## TASK DIRECTIONS
Reproduce, exactly and in full, only the lines below from the one containing "pub fn snapshot(&self)" through the one containing "have been played.".

○ ○ ○ ○ ○ ○ ○

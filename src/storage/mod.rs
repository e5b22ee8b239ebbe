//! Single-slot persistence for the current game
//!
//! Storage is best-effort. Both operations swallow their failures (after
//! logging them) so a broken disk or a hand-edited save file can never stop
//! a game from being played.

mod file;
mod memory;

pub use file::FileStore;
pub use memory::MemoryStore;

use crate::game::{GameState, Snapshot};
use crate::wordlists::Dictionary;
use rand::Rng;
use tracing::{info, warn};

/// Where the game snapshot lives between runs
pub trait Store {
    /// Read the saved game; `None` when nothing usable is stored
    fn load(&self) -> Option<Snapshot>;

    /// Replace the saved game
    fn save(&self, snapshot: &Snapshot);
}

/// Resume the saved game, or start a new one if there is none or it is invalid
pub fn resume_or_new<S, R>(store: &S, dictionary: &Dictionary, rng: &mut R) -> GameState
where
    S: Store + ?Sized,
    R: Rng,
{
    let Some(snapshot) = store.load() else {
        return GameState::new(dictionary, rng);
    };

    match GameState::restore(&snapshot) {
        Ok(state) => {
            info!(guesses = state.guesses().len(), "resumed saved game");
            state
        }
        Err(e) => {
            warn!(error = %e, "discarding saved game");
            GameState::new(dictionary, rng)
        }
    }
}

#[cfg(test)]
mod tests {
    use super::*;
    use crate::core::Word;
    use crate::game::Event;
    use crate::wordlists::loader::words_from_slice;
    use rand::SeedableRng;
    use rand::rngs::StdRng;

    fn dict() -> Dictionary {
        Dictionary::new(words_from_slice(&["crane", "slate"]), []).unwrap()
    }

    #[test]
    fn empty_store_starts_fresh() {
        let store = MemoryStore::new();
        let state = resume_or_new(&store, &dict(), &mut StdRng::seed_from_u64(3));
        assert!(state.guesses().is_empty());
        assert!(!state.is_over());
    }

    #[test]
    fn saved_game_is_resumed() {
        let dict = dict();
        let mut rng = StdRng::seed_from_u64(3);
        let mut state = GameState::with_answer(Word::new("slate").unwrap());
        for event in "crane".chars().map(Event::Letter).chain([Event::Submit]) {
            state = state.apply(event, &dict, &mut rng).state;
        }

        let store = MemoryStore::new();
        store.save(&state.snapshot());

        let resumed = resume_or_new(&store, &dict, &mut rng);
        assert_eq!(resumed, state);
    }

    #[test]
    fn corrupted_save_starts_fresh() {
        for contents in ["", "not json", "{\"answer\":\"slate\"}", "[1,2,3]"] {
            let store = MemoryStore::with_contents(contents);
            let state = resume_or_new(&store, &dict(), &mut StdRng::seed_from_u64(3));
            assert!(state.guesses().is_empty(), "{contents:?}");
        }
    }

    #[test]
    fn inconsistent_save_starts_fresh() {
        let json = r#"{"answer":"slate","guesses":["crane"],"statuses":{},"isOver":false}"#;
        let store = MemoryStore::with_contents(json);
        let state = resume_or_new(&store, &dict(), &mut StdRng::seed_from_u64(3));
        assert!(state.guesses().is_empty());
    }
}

○ ○ ○ ○ ○ ○ ○

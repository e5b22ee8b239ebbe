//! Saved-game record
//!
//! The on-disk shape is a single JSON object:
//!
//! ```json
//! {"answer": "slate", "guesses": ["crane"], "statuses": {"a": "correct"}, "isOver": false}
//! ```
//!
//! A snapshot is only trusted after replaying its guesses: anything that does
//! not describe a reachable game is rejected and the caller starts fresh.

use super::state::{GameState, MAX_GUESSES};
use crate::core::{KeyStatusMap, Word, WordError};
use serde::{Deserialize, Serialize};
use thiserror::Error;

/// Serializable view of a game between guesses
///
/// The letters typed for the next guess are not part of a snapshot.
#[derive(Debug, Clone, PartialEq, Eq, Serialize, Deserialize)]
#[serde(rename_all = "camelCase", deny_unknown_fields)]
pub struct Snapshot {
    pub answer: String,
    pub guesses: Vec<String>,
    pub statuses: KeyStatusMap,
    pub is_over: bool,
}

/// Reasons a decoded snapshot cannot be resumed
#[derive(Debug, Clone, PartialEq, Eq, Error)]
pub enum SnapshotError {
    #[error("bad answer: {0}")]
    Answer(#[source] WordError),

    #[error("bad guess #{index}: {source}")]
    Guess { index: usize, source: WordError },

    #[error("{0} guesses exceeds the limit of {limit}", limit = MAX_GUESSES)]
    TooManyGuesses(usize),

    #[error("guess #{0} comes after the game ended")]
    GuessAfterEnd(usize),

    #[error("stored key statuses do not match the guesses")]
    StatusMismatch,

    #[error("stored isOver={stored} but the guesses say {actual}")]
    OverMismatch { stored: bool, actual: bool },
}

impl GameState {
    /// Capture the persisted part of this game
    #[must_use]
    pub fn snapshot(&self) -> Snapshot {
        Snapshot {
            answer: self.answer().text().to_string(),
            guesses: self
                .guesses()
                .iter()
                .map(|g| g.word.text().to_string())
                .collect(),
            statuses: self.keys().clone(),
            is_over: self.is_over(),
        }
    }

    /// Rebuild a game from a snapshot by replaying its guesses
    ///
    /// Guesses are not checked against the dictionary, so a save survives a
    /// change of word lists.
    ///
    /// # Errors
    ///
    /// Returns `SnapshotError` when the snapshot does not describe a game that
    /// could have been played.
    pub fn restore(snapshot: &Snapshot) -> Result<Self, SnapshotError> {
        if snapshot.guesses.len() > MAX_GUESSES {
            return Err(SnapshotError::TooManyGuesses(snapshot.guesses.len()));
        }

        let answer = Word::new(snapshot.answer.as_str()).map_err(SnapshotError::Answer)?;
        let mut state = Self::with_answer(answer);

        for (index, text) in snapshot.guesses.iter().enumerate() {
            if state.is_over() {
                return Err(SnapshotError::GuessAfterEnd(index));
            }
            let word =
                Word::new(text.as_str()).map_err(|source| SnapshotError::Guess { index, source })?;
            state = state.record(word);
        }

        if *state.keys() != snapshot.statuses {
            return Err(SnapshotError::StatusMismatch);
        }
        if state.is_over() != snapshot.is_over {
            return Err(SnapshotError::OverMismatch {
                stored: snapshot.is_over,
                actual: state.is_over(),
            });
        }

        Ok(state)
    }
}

○ ○ ○ ○ ○ ○ ○

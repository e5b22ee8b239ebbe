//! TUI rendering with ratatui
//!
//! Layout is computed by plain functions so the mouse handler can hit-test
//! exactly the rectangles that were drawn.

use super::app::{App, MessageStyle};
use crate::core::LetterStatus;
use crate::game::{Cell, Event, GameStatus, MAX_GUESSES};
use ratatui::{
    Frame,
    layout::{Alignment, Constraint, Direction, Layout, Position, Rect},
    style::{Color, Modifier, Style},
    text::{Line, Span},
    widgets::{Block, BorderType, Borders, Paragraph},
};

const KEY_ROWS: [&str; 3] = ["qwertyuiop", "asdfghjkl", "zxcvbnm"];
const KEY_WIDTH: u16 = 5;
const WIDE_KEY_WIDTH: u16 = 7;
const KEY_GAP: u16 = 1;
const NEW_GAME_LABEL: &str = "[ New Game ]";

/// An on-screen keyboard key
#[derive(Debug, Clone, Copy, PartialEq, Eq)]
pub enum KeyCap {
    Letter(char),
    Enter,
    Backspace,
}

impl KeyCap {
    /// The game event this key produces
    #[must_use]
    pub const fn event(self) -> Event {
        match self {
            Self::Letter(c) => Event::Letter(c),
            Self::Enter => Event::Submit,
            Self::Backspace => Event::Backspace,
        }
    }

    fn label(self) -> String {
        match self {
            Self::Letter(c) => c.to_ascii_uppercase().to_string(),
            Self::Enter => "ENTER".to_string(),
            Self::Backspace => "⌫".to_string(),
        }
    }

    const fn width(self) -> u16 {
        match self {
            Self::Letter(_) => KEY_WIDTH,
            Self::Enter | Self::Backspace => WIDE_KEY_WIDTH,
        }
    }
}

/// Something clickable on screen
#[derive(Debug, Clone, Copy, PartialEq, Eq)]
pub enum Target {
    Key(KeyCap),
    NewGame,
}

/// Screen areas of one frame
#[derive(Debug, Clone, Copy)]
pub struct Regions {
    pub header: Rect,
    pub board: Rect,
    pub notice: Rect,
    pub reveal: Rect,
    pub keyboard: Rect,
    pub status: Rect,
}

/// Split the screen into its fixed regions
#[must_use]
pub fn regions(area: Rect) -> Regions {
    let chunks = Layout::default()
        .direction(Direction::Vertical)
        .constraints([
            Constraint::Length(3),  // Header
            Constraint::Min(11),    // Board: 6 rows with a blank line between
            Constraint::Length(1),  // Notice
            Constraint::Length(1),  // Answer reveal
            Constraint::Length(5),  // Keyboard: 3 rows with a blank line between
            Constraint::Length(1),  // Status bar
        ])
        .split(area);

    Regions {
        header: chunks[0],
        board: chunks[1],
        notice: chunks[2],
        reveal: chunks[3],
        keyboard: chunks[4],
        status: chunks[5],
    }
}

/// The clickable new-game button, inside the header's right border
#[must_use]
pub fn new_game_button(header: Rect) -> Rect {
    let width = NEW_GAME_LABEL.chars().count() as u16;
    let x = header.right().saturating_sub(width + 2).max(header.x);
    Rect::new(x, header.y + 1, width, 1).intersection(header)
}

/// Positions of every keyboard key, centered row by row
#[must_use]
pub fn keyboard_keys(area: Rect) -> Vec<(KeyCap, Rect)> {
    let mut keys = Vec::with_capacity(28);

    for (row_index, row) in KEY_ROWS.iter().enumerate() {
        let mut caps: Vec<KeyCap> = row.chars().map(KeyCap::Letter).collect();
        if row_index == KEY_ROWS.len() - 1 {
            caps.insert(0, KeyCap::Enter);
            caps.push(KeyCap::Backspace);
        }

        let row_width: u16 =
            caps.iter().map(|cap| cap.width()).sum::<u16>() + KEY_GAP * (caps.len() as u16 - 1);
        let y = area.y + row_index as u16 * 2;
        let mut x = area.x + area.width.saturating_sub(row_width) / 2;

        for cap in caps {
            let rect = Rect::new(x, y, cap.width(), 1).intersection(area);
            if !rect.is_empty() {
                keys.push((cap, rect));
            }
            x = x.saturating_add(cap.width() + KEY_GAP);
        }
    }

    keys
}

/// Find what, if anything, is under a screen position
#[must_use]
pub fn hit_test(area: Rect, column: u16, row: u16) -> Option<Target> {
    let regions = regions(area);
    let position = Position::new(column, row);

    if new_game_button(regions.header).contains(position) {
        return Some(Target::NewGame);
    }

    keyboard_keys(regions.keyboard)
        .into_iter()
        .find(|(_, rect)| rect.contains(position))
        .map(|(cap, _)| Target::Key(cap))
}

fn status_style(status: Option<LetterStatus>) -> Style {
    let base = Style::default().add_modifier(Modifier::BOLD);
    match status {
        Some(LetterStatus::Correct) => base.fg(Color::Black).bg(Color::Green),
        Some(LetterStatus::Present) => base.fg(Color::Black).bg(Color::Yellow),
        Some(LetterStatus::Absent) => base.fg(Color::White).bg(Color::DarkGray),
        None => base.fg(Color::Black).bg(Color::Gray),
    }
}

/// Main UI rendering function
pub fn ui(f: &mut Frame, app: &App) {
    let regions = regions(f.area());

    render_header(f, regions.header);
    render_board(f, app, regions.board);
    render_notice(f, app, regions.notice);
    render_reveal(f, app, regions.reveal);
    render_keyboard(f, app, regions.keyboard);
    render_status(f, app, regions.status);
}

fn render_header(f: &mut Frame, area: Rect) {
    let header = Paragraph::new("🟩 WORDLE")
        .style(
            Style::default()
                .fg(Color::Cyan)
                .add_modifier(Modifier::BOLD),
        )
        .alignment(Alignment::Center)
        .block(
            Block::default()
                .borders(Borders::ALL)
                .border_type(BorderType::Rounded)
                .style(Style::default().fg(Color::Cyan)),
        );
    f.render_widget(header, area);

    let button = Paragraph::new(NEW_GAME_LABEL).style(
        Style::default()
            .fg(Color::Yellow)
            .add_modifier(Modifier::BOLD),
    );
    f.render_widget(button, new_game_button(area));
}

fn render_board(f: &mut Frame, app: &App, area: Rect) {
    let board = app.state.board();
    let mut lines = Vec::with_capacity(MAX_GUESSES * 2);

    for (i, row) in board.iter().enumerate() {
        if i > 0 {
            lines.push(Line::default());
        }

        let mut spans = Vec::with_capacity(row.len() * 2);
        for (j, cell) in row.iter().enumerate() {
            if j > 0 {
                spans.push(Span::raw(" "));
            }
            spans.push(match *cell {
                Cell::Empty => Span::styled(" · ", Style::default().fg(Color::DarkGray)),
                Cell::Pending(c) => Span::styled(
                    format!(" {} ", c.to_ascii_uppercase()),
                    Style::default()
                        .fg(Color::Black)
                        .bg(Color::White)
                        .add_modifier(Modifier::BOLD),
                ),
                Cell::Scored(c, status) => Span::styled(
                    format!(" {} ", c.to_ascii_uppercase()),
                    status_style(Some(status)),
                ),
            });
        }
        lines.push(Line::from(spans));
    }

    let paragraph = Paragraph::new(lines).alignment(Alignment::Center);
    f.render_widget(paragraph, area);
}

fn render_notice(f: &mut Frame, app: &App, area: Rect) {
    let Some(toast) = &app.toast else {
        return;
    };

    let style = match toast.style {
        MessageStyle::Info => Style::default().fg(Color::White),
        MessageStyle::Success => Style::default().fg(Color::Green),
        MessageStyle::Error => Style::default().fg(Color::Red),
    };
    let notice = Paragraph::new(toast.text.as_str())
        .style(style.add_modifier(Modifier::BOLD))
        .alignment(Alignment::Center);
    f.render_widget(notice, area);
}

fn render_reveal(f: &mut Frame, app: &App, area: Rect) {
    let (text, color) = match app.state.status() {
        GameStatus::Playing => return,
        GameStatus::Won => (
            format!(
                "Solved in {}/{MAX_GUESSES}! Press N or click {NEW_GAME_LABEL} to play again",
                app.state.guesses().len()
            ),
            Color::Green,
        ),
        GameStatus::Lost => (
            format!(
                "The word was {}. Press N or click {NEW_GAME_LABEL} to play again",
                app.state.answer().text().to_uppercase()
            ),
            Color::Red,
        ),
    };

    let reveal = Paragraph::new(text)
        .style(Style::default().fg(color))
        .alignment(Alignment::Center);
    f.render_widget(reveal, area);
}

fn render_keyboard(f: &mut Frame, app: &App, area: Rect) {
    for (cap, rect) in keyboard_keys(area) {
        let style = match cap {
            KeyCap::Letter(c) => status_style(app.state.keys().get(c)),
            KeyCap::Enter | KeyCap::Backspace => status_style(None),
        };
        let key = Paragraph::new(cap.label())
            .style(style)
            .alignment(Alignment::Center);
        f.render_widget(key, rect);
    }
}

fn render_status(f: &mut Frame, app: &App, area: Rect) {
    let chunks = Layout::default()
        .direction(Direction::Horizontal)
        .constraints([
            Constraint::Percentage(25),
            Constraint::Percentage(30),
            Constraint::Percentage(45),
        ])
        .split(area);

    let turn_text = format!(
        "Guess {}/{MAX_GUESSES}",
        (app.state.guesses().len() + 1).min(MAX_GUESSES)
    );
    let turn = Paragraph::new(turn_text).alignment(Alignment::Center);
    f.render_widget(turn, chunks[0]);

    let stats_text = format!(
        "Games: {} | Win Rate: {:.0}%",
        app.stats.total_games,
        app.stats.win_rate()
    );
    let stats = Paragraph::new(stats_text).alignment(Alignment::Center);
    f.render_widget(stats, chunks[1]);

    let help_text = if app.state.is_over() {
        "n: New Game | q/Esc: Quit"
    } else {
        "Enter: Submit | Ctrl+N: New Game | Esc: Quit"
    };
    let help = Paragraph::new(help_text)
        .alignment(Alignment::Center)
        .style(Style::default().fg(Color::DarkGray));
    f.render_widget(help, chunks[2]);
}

○ ○ ○ ○ ○ ○ ○

## OUTPUT FOR THIS EXERCISE
    pub fn snapshot(&self) -> Snapshot {
        Snapshot {
            answer: self.answer().text().to_string(),
            guesses: self
                .guesses()
                .iter()
                .map(|g| g.word.text().to_string())
                .collect(),
            statuses: self.keys().clone(),
            is_over: self.is_over(),
        }
    }

    /// Rebuild a game from a snapshot by replaying its guesses
    ///
    /// Guesses are not checked against the dictionary, so a save survives a
    /// change of word lists.
    ///
    /// # Errors
    ///
    /// Returns `SnapshotError` when the snapshot does not describe a game that
    /// could have been played.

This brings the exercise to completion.